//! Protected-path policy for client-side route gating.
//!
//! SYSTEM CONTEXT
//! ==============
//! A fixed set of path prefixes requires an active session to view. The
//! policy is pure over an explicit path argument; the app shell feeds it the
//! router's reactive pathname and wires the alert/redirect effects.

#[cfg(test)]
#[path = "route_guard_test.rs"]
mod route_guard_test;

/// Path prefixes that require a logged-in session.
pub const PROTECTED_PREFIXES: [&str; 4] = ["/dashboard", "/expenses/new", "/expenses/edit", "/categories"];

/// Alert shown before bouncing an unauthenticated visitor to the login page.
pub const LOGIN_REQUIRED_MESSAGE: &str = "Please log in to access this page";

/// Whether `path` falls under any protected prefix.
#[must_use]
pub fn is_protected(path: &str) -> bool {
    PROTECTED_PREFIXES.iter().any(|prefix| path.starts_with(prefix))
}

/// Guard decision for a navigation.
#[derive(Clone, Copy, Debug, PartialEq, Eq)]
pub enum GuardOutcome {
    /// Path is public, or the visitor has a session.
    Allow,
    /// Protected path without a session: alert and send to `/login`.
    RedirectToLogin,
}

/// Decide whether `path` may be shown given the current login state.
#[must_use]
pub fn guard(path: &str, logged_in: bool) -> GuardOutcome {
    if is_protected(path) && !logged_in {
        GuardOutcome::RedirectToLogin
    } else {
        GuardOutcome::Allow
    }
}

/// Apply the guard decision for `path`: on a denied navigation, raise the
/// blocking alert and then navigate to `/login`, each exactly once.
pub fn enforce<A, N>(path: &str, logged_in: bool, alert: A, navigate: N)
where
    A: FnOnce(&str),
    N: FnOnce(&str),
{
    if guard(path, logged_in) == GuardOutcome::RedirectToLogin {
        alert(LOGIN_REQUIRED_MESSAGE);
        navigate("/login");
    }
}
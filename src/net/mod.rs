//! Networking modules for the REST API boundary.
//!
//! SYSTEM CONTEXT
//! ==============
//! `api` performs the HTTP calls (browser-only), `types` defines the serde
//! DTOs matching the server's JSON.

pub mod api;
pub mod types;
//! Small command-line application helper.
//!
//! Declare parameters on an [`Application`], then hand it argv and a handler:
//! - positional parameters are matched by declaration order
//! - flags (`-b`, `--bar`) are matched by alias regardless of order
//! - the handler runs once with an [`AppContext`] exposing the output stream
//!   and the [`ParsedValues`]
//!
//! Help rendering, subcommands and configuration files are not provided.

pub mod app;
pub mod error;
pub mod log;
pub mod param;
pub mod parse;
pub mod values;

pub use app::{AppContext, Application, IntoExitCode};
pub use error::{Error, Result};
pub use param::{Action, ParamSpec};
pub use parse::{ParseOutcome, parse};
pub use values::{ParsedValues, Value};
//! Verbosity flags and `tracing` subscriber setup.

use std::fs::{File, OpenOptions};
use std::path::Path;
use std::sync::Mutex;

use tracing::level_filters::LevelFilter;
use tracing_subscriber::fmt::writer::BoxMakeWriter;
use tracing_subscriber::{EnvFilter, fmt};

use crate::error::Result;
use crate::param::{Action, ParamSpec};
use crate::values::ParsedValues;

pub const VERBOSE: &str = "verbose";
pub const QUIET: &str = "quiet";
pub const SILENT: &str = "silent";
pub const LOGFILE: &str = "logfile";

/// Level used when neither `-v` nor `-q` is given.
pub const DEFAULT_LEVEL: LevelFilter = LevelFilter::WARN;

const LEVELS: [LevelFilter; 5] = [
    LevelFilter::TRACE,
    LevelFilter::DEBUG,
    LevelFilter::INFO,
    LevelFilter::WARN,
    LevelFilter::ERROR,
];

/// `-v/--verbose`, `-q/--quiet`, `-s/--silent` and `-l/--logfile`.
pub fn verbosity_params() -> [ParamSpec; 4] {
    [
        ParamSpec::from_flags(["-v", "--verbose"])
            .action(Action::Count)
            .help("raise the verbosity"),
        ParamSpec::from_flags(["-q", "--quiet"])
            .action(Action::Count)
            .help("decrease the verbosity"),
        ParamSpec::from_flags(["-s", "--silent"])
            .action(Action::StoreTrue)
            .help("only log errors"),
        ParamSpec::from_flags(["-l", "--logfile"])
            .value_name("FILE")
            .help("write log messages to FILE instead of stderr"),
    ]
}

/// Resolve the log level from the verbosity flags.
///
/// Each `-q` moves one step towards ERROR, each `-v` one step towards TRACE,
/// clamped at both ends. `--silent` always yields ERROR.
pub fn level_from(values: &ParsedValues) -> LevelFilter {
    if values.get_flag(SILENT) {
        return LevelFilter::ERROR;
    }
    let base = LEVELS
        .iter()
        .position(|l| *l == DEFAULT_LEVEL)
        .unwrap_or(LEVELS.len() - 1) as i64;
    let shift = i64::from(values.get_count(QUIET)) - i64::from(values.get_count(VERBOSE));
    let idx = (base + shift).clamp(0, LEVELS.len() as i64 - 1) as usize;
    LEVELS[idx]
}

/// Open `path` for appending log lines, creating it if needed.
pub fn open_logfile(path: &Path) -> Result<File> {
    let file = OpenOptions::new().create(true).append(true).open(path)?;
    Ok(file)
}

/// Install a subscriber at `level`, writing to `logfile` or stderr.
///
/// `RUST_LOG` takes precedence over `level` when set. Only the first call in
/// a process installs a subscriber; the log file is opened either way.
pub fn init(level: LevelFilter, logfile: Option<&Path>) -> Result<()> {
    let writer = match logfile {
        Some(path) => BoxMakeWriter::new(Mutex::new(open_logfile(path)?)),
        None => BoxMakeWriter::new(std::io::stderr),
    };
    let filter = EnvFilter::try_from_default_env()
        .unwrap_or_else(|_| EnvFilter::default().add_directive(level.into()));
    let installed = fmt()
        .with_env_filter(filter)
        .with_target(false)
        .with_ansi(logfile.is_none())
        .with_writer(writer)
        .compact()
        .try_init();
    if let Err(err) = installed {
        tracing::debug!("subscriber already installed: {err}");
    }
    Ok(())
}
^^^^^^^^
Prompt
So that nothing is lost, please reproduce each entry exactly as written.

The completed task
//! Protected-path policy for client-side route gating.
//!
//! SYSTEM CONTEXT
//! ==============
//! A fixed set of path prefixes requires an active session to view. The
//! policy is pure over an explicit path argument; the app shell feeds it the
//! router's reactive pathname and wires the alert/redirect effects.

#[cfg(test)]
#[path = "route_guard_test.rs"]
mod route_guard_test;

/// Path prefixes that require a logged-in session.
pub const PROTECTED_PREFIXES: [&str; 4] = ["/dashboard", "/expenses/new", "/expenses/edit", "/categories"];

/// Alert shown before bouncing an unauthenticated visitor to the login page.
pub const LOGIN_REQUIRED_MESSAGE: &str = "Please log in to access this page";

/// Whether `path` falls under any protected prefix.
#[must_use]
pub fn is_protected(path: &str) -> bool {
    PROTECTED_PREFIXES.iter().any(|prefix| path.starts_with(prefix))
}

/// Guard decision for a navigation.
#[derive(Clone, Copy, Debug, PartialEq, Eq)]
pub enum GuardOutcome {
    /// Path is public, or the visitor has a session.
    Allow,
    /// Protected path without a session: alert and send to `/login`.
    RedirectToLogin,
}

/// Decide whether `path` may be shown given the current login state.
#[must_use]
pub fn guard(path: &str, logged_in: bool) -> GuardOutcome {
    if is_protected(path) && !logged_in {
        GuardOutcome::RedirectToLogin
    } else {
        GuardOutcome::Allow
    }
}

/// Apply the guard decision for `path`: on a denied navigation, raise the
/// blocking alert and then navigate to `/login`, each exactly once.
pub fn enforce<A, N>(path: &str, logged_in: bool, alert: A, navigate: N)
where
    A: FnOnce(&str),
    N: FnOnce(&str),
{
    if guard(path, logged_in) == GuardOutcome::RedirectToLogin {
        alert(LOGIN_REQUIRED_MESSAGE);
        navigate("/login");
    }
}
filename src/net/mod.rs
//! Networking modules for the REST API boundary.
//!
//! SYSTEM CONTEXT
//! ==============
//! `api` performs the HTTP calls (browser-only), `types` defines the serde
//! DTOs matching the server's JSON.

pub mod api;
pub mod types;
//! Small command-line application helper.
//!
//! Declare parameters on an [`Application`], then hand it argv and a handler:
//! - positional parameters are matched by declaration order
//! - flags (`-b`, `--bar`) are matched by alias regardless of order
//! - the handler runs once with an [`AppContext`] exposing the output stream
//!   and the [`ParsedValues`]
//!
//! Help rendering, subcommands and configuration files are not provided.

pub mod app;
pub mod error;
pub mod log;
pub mod param;
pub mod parse;
pub mod values;

pub use app::{AppContext, Application, IntoExitCode};
pub use error::{Error, Result};
pub use param::{Action, ParamSpec};
pub use parse::{ParseOutcome, parse};
pub use values::{ParsedValues, Value};
//! Verbosity flags and `tracing` subscriber setup.

use std::fs::{File, OpenOptions};
use std::path::Path;
use std::sync::Mutex;

use tracing::level_filters::LevelFilter;
use tracing_subscriber::fmt::writer::BoxMakeWriter;
use tracing_subscriber::{EnvFilter, fmt};

use crate::error::Result;
use crate::param::{Action, ParamSpec};
use crate::values::ParsedValues;

pub const VERBOSE: &str = "verbose";
pub const QUIET: &str = "quiet";
pub const SILENT: &str = "silent";
pub const LOGFILE: &str = "logfile";

/// Level used when neither `-v` nor `-q` is given.
pub const DEFAULT_LEVEL: LevelFilter = LevelFilter::WARN;

const LEVELS: [LevelFilter; 5] = [
    LevelFilter::TRACE,
    LevelFilter::DEBUG,
    LevelFilter::INFO,
    LevelFilter::WARN,
    LevelFilter::ERROR,
];

/// `-v/--verbose`, `-q/--quiet`, `-s/--silent` and `-l/--logfile`.
pub fn verbosity_params() -> [ParamSpec; 4] {
    [
        ParamSpec::from_flags(["-v", "--verbose"])
            .action(Action::Count)
            .help("raise the verbosity"),
        ParamSpec::from_flags(["-q", "--quiet"])
            .action(Action::Count)
            .help("decrease the verbosity"),
        ParamSpec::from_flags(["-s", "--silent"])
            .action(Action::StoreTrue)
            .help("only log errors"),
        ParamSpec::from_flags(["-l", "--logfile"])
            .value_name("FILE")
            .help("write log messages to FILE instead of stderr"),
    ]
}

/// Resolve the log level from the verbosity flags.
///
/// Each `-q` moves one step towards ERROR, each `-v` one step towards TRACE,
/// clamped at both ends. `--silent` always yields ERROR.
pub fn level_from(values: &ParsedValues) -> LevelFilter {
    if values.get_flag(SILENT) {
        return LevelFilter::ERROR;
    }
    let base = LEVELS
        .iter()
        .position(|l| *l == DEFAULT_LEVEL)
        .unwrap_or(LEVELS.len() - 1) as i64;
    let shift = i64::from(values.get_count(QUIET)) - i64::from(values.get_count(VERBOSE));
    let idx = (base + shift).clamp(0, LEVELS.len() as i64 - 1) as usize;
    LEVELS[idx]
}

/// Open `path` for appending log lines, creating it if needed.
pub fn open_logfile(path: &Path) -> Result<File> {
    let file = OpenOptions::new().create(true).append(true).open(path)?;
    Ok(file)
}

/// Install a subscriber at `level`, writing to `logfile` or stderr.
///
/// `RUST_LOG` takes precedence over `level` when set. Only the first call in
/// a process installs a subscriber; the log file is opened either way.
pub fn init(level: LevelFilter, logfile: Option<&Path>) -> Result<()> {
    let writer = match logfile {
        Some(path) => BoxMakeWriter::new(Mutex::new(open_logfile(path)?)),
        None => BoxMakeWriter::new(std::io::stderr),
    };
    let filter = EnvFilter::try_from_default_env()
        .unwrap_or_else(|_| EnvFilter::default().add_directive(level.into()));
    let installed = fmt()
        .with_env_filter(filter)
        .with_target(false)
        .with_ansi(logfile.is_none())
        .with_writer(writer)
        .compact()
        .try_init();
    if let Err(err) = installed {
        tracing::debug!("subscriber already installed: {err}");
    }
    Ok(())
}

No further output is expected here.